How it may be complementary to the original Spark Users, now Bay Area Spark Meetup: Spark in its end-to-end ecosystem -- Mesos, Akka, Kafka, Cassandra, etc., with focus on what works for the final goals of the whole pipeline. We will teach you how to use Scala for Spark to make you more effective, and consider devops options so you can get to production faster. We'll invite projects relevant to or inspired by Apache Spark, such as Apache Storm, Apache Flink, and others, and will be focused on putting together useful OSS as a system.

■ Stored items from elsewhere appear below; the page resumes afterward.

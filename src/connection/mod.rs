//! Connection lifecycle and session ownership

mod manager;

pub use manager::{ConnectError, ConnectionManager, DisconnectError, SessionEvent};
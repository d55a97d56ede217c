//! Safety evaluation
//!
//! Threshold rules over the latest telemetry sample and link state. Warnings
//! are advisory and recomputed wholesale; the only action the monitor can
//! request is a return-home, and only as a request for confirmation.

mod monitor;

pub use monitor::{SafetyAction, SafetyMonitor, SafetyWarning, Severity, WarningCode};
//! Point-in-time telemetry snapshot
//!
//! Every field is a value at the sample instant. Only `flight_time_seconds`
//! and `photo_count` are monotonic while the link is up; the source
//! guarantees that.

use std::collections::BTreeSet;

/// Battery pack state
#[derive(Debug, Clone, PartialEq)]
pub struct BatteryTelemetry {
    /// Remaining charge, 0-100
    pub percentage: u8,
    pub voltage: f32,
    pub current: f32,
    pub temperature_celsius: f32,
}

/// GNSS fix data
#[derive(Debug, Clone, PartialEq)]
pub struct GpsTelemetry {
    pub lat: f64,
    pub lon: f64,
    pub altitude: f32,
    pub satellite_count: u32,
    /// 0-5 bars as reported by the vehicle
    pub signal_strength: u8,
}

/// Kinematic state
#[derive(Debug, Clone, PartialEq)]
pub struct FlightTelemetry {
    pub speed_horizontal: f32,
    pub speed_vertical: f32,
    /// Altitude above ground level in meters
    pub altitude_agl: f32,
    pub distance_from_home: f32,
    pub heading_degrees: f32,
    pub flight_time_seconds: u32,
}

/// Gimbal attitude in degrees
#[derive(Debug, Clone, PartialEq)]
pub struct GimbalTelemetry {
    pub pitch: f32,
    pub roll: f32,
    pub yaw: f32,
}

/// Vehicle status flags and active fault codes
#[derive(Debug, Clone, PartialEq)]
pub struct StatusTelemetry {
    pub flying: bool,
    pub armed: bool,
    pub gps_fixed: bool,
    pub vision_enabled: bool,
    pub mode: String,
    pub error_codes: BTreeSet<String>,
}

/// Camera and storage state
#[derive(Debug, Clone, PartialEq)]
pub struct CameraTelemetry {
    pub recording: bool,
    pub sd_capacity_gb: f32,
    pub sd_remaining_gb: f32,
    pub photo_count: u32,
}

/// One immutable telemetry snapshot
#[derive(Debug, Clone, PartialEq)]
pub struct TelemetrySample {
    pub battery: BatteryTelemetry,
    pub gps: GpsTelemetry,
    pub flight: FlightTelemetry,
    pub gimbal: GimbalTelemetry,
    pub status: StatusTelemetry,
    pub camera: CameraTelemetry,
}

impl TelemetrySample {
    /// A healthy on-ground sample, useful as a simulation seed and in tests
    pub fn grounded() -> Self {
        Self {
            battery: BatteryTelemetry {
                percentage: 100,
                voltage: 15.8,
                current: 0.4,
                temperature_celsius: 24.0,
            },
            gps: GpsTelemetry {
                lat: 47.3977,
                lon: 8.5456,
                altitude: 432.0,
                satellite_count: 14,
                signal_strength: 5,
            },
            flight: FlightTelemetry {
                speed_horizontal: 0.0,
                speed_vertical: 0.0,
                altitude_agl: 0.0,
                distance_from_home: 0.0,
                heading_degrees: 0.0,
                flight_time_seconds: 0,
            },
            gimbal: GimbalTelemetry {
                pitch: 0.0,
                roll: 0.0,
                yaw: 0.0,
            },
            status: StatusTelemetry {
                flying: false,
                armed: false,
                gps_fixed: true,
                vision_enabled: true,
                mode: "standby".into(),
                error_codes: BTreeSet::new(),
            },
            camera: CameraTelemetry {
                recording: false,
                sd_capacity_gb: 64.0,
                sd_remaining_gb: 58.5,
                photo_count: 0,
            },
        }
    }
}
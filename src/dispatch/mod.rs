//! Command dispatch boundary
//!
//! Maps coordinator intents onto request/response exchanges with the Drone
//! Command Service. Stateless by design: no retries here, since blindly
//! re-sending motion commands to a flying vehicle is unsafe. Retries, if
//! wanted, are caller policy.

mod simulated;

pub use simulated::SimulatedCommandService;

use crate::session::{ConnectMethod, ManualCommand, MissionId};
use async_trait::async_trait;
use std::future::Future;
use std::time::Duration;
use thiserror::Error;

/// Failure of a single remote exchange
#[derive(Debug, Clone, Error, PartialEq, Eq)]
pub enum RemoteError {
    #[error("remote call timed out")]
    Timeout,
    #[error("command rejected: {0}")]
    Rejected(String),
    #[error("network error: {0}")]
    Network(String),
}

/// Response to a successful connect exchange
#[derive(Debug, Clone, PartialEq, Eq)]
pub struct ConnectAck {
    pub model: String,
    pub firmware: String,
    pub serial_number: String,
    /// Out-of-band push source for telemetry, handed to the ingest layer
    pub telemetry_channel: String,
}

/// Remote mission status, polled when the service pushes no updates
#[derive(Debug, Clone, Copy, PartialEq, Eq)]
pub enum RemoteMissionStatus {
    Running,
    Paused,
    Completed,
    Aborted,
}

/// The Drone Command Service at its interface boundary.
///
/// One method per intent; every call is a single exchange that may fail with
/// a `RemoteError`. Transport is an integration detail behind this trait.
#[async_trait]
pub trait DroneCommandService: Send + Sync {
    async fn connect(&self, method: ConnectMethod) -> Result<ConnectAck, RemoteError>;
    async fn disconnect(&self) -> Result<(), RemoteError>;
    async fn start_mission(&self, mission_id: &MissionId) -> Result<(), RemoteError>;
    async fn pause_mission(&self) -> Result<(), RemoteError>;
    async fn resume_mission(&self) -> Result<(), RemoteError>;
    async fn stop_mission(&self) -> Result<(), RemoteError>;
    async fn return_home(&self) -> Result<(), RemoteError>;
    async fn manual_control(&self, command: &ManualCommand) -> Result<(), RemoteError>;
    /// Current mission status, for the refresh poll
    async fn query_mission(&self) -> Result<RemoteMissionStatus, RemoteError>;
}

/// Bound a remote call; an elapsed timer becomes `RemoteError::Timeout` and
/// the caller mutates no state for it.
pub async fn bounded<T>(
    limit: Duration,
    call: impl Future<Output = Result<T, RemoteError>>,
) -> Result<T, RemoteError> {
    match tokio::time::timeout(limit, call).await {
        Ok(result) => result,
        Err(_) => Err(RemoteError::Timeout),
    }
}

#[cfg(test)]
mod tests {
    use super::*;

    #[tokio::test(start_paused = true)]
    async fn test_bounded_maps_elapsed_to_timeout() {
        let slow = async {
            tokio::time::sleep(Duration::from_secs(10)).await;
            Ok(())
        };
        let result = bounded(Duration::from_secs(3), slow).await;
        assert_eq!(result, Err(RemoteError::Timeout));
    }

    #[tokio::test]
    async fn test_bounded_passes_result_through() {
        let quick = async { Err::<(), _>(RemoteError::Rejected("busy".into())) };
        let result = bounded(Duration::from_secs(3), quick).await;
        assert_eq!(result, Err(RemoteError::Rejected("busy".into())));
    }
}
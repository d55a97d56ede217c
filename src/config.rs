//! Coordinator configuration

use std::time::Duration;

/// Timing configuration for a coordinator instance
#[derive(Debug, Clone)]
pub struct CoordinatorConfig {
    /// Telemetry ingest cadence
    pub telemetry_interval: Duration,
    /// Link-health staleness check cadence
    pub link_check_interval: Duration,
    /// Mission status refresh cadence (used when the service pushes no updates)
    pub mission_poll_interval: Duration,
    /// Telemetry silence that marks the link as lost
    pub telemetry_stale_after: Duration,
    /// How long a session may sit in ConnectionLost before it is torn down
    pub link_lost_grace: Duration,
    /// Bound on any single remote call
    pub command_timeout: Duration,
}

impl Default for CoordinatorConfig {
    fn default() -> Self {
        Self {
            telemetry_interval: Duration::from_millis(100),
            link_check_interval: Duration::from_secs(1),
            mission_poll_interval: Duration::from_secs(5),
            telemetry_stale_after: Duration::from_millis(
                crate::session::limits::TELEMETRY_STALE_MS,
            ),
            link_lost_grace: Duration::from_secs(30),
            command_timeout: Duration::from_secs(3),
        }
    }
}
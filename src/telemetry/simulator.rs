//! Simulated telemetry source
//!
//! Evolves a sample by small randomized deltas each tick. Stands in for the
//! push channel a real vehicle provides; tests and the demo binary also use
//! it to script link loss and battery drain.

use super::{TelemetrySample, TelemetrySource};
use async_trait::async_trait;
use rand::Rng;
use std::sync::Mutex;

struct SimState {
    current: TelemetrySample,
    /// While true, `next_sample` yields nothing (simulated link dropout)
    muted: bool,
    ticks: u64,
    /// Battery percentage drained per 100 ticks of flight
    drain_per_100_ticks: u32,
}

/// Randomized-delta telemetry generator
pub struct SimulatedTelemetry {
    state: Mutex<SimState>,
}

impl SimulatedTelemetry {
    pub fn new() -> Self {
        Self {
            state: Mutex::new(SimState {
                current: TelemetrySample::grounded(),
                muted: false,
                ticks: 0,
                drain_per_100_ticks: 1,
            }),
        }
    }

    /// Replace the whole sample (tests script exact conditions this way)
    pub fn set_sample(&self, sample: TelemetrySample) {
        self.state.lock().unwrap().current = sample;
    }

    /// Suppress sample delivery to simulate a link dropout
    pub fn set_muted(&self, muted: bool) {
        self.state.lock().unwrap().muted = muted;
    }

    /// Mark the vehicle as airborne so flight fields start evolving
    pub fn set_flying(&self, flying: bool) {
        let mut state = self.state.lock().unwrap();
        state.current.status.flying = flying;
        state.current.status.armed = flying;
        state.current.status.mode = if flying { "mission" } else { "standby" }.into();
    }

    pub fn set_drain_rate(&self, percent_per_100_ticks: u32) {
        self.state.lock().unwrap().drain_per_100_ticks = percent_per_100_ticks;
    }

    fn advance(state: &mut SimState) {
        let mut rng = rand::thread_rng();
        state.ticks += 1;
        let ticks = state.ticks;
        let drain_rate = state.drain_per_100_ticks;
        let sample = &mut state.current;

        sample.battery.voltage = (sample.battery.voltage + rng.gen_range(-0.02..0.02)).max(0.0);
        sample.gps.satellite_count = sample
            .gps
            .satellite_count
            .saturating_add_signed(rng.gen_range(-1..=1))
            .min(20);

        if sample.status.flying {
            sample.battery.current = 12.0 + rng.gen_range(-1.0..1.0);
            sample.battery.temperature_celsius += rng.gen_range(-0.05..0.15);
            sample.flight.speed_horizontal =
                (sample.flight.speed_horizontal + rng.gen_range(-0.5..0.5)).clamp(0.0, 15.0);
            sample.flight.speed_vertical =
                (sample.flight.speed_vertical + rng.gen_range(-0.3..0.3)).clamp(-4.0, 4.0);
            sample.flight.altitude_agl =
                (sample.flight.altitude_agl + sample.flight.speed_vertical * 0.1).max(0.0);
            sample.flight.distance_from_home =
                (sample.flight.distance_from_home + rng.gen_range(-1.0..2.0)).max(0.0);
            sample.flight.heading_degrees =
                (sample.flight.heading_degrees + rng.gen_range(-2.0..2.0)).rem_euclid(360.0);

            // 10 Hz cadence: one flight second per ten ticks
            if ticks % 10 == 0 {
                sample.flight.flight_time_seconds += 1;
            }
            if ticks % 100 == 0 {
                let drain = drain_rate.min(sample.battery.percentage as u32);
                sample.battery.percentage -= drain as u8;
            }
            if sample.camera.recording && ticks % 50 == 0 {
                sample.camera.photo_count += 1;
                sample.camera.sd_remaining_gb = (sample.camera.sd_remaining_gb - 0.02).max(0.0);
            }
        } else {
            sample.battery.current = 0.4;
            sample.flight.speed_horizontal = 0.0;
            sample.flight.speed_vertical = 0.0;
        }
    }
}

impl Default for SimulatedTelemetry {
    fn default() -> Self {
        Self::new()
    }
}

#[async_trait]
impl TelemetrySource for SimulatedTelemetry {
    async fn next_sample(&self) -> Option<TelemetrySample> {
        let mut state = self.state.lock().unwrap();
        if state.muted {
            return None;
        }
        Self::advance(&mut state);
        Some(state.current.clone())
    }
}

#[cfg(test)]
mod tests {
    use super::*;

    #[tokio::test]
    async fn test_muted_source_yields_nothing() {
        let sim = SimulatedTelemetry::new();
        sim.set_muted(true);
        assert!(sim.next_sample().await.is_none());
        sim.set_muted(false);
        assert!(sim.next_sample().await.is_some());
    }

    #[tokio::test]
    async fn test_flight_time_is_monotonic() {
        let sim = SimulatedTelemetry::new();
        sim.set_flying(true);

        let mut last = 0;
        for _ in 0..50 {
            let sample = sim.next_sample().await.unwrap();
            assert!(sample.flight.flight_time_seconds >= last);
            last = sample.flight.flight_time_seconds;
        }
    }

    #[tokio::test]
    async fn test_grounded_vehicle_does_not_move() {
        let sim = SimulatedTelemetry::new();
        for _ in 0..20 {
            let sample = sim.next_sample().await.unwrap();
            assert_eq!(sample.flight.speed_horizontal, 0.0);
            assert_eq!(sample.flight.speed_vertical, 0.0);
        }
    }

    #[tokio::test]
    async fn test_battery_drains_while_flying() {
        let sim = SimulatedTelemetry::new();
        sim.set_flying(true);
        sim.set_drain_rate(5);

        let mut first = None;
        let mut last = 0;
        for _ in 0..300 {
            let sample = sim.next_sample().await.unwrap();
            first.get_or_insert(sample.battery.percentage);
            last = sample.battery.percentage;
        }
        assert!(last < first.unwrap());
    }
}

This is a crosspost from Bay Area AI, please register at
Machine Learning (ML) pipelines are the key building block for productionizing ML code. However, pipelines are often developed as "silos" - features tend not to be easily re-used across pipelines or even within the same pipeline. Silos lead to duplication, unnecessarily re-implementing features and in the worst case correctness problems, if, for example, the features used for training and serving have inconsistent implementations. The Feature Store solves the problem of siloed and ad-hoc machine learning pipelines, by providing a data layer where feature engineering can be separated from the usage of features to generate training data. That is, the Feature Store should provide a clean API separating Data Engineering from Data Science.
In this talk, we will introduce the world's first open-source Feature Store, built on Hopsworks, Apache Spark, and Apache Hive and targeting both TensorFlow/Keras and PyTorch. We will show how ML pipelines can be programmed, end-to-end, in Python, and the role of the Feature Store as a natural interface between Data Engineers and Data Scientists. In an end-to-end pipeline, we will show how the Feature Store works, and how you can write end-to-end ML pipelines in Python only (if you so choose).
Jim Dowling is the CEO of Logical Clocks AB, as well as an Associate Professor at KTH Royal Institute of Technology in Stockholm. He is the lead architect of Hops, the world's most fastest and most scalable Hadoop distribution and first Hadoop platform with support for GPUs as a resource. He is a regular speaker at AI industry conferences, and blogs at O'Reilly on AI.